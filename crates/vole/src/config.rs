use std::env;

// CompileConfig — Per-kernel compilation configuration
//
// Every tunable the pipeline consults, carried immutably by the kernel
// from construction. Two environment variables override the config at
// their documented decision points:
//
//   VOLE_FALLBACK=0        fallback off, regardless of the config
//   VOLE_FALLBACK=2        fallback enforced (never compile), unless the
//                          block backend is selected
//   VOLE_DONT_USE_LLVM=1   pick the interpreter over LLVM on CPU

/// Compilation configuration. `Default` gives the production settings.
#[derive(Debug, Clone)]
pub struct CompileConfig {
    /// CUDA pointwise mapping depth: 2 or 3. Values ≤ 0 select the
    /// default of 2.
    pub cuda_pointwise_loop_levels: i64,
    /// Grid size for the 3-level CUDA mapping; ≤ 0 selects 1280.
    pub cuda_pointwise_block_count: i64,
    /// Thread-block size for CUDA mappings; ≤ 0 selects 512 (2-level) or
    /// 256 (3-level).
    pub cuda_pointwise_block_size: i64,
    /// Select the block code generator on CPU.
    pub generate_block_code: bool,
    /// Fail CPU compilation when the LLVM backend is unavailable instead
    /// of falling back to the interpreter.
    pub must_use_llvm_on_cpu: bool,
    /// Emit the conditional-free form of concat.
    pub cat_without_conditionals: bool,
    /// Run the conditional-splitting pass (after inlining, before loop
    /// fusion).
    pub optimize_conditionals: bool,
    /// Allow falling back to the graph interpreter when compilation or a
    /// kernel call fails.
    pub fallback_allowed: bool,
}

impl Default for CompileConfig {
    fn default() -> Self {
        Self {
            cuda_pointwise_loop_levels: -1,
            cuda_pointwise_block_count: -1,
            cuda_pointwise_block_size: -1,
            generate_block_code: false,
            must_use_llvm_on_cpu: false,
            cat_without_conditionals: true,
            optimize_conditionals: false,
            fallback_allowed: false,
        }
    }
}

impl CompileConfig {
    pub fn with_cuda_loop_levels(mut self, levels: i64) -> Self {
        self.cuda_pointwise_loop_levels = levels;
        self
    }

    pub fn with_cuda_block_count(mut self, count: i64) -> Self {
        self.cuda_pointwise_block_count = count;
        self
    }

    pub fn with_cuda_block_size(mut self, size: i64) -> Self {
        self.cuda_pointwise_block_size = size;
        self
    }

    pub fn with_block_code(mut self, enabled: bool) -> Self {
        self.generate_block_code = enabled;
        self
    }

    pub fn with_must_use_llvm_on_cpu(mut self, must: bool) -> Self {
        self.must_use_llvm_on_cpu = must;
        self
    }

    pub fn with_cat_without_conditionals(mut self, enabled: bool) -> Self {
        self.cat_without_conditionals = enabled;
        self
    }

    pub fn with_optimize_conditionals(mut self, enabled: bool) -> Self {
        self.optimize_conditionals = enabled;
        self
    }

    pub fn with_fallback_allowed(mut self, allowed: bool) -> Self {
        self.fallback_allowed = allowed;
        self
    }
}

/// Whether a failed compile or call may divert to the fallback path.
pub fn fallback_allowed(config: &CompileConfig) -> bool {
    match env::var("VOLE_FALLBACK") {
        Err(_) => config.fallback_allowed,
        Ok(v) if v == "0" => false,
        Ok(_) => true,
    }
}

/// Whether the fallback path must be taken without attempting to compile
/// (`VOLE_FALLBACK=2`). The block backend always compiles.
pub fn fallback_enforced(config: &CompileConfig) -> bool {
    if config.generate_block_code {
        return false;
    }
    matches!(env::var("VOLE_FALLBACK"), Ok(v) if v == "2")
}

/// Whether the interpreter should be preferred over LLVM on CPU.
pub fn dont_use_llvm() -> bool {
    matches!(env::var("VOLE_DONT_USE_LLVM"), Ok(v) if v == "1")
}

^^^^

→ **Exercise**: Copy exactly the lines that begin with the one containing "self.cuda_pointwise_block_size = size;" and continue to the end of the records, both included, and nothing more.

→ **Result of the exercise**:
        self.cuda_pointwise_block_size = size;
        self
    }

    pub fn with_block_code(mut self, enabled: bool) -> Self {
        self.generate_block_code = enabled;
        self
    }

    pub fn with_must_use_llvm_on_cpu(mut self, must: bool) -> Self {
        self.must_use_llvm_on_cpu = must;
        self
    }

    pub fn with_cat_without_conditionals(mut self, enabled: bool) -> Self {
        self.cat_without_conditionals = enabled;
        self
    }

    pub fn with_optimize_conditionals(mut self, enabled: bool) -> Self {
        self.optimize_conditionals = enabled;
        self
    }

    pub fn with_fallback_allowed(mut self, allowed: bool) -> Self {
        self.fallback_allowed = allowed;
        self
    }
}

/// Whether a failed compile or call may divert to the fallback path.
pub fn fallback_allowed(config: &CompileConfig) -> bool {
    match env::var("VOLE_FALLBACK") {
        Err(_) => config.fallback_allowed,
        Ok(v) if v == "0" => false,
        Ok(_) => true,
    }
}

/// Whether the fallback path must be taken without attempting to compile
/// (`VOLE_FALLBACK=2`). The block backend always compiles.
pub fn fallback_enforced(config: &CompileConfig) -> bool {
    if config.generate_block_code {
        return false;
    }
    matches!(env::var("VOLE_FALLBACK"), Ok(v) if v == "2")
}

/// Whether the interpreter should be preferred over LLVM on CPU.
pub fn dont_use_llvm() -> bool {
    matches!(env::var("VOLE_DONT_USE_LLVM"), Ok(v) if v == "1")
}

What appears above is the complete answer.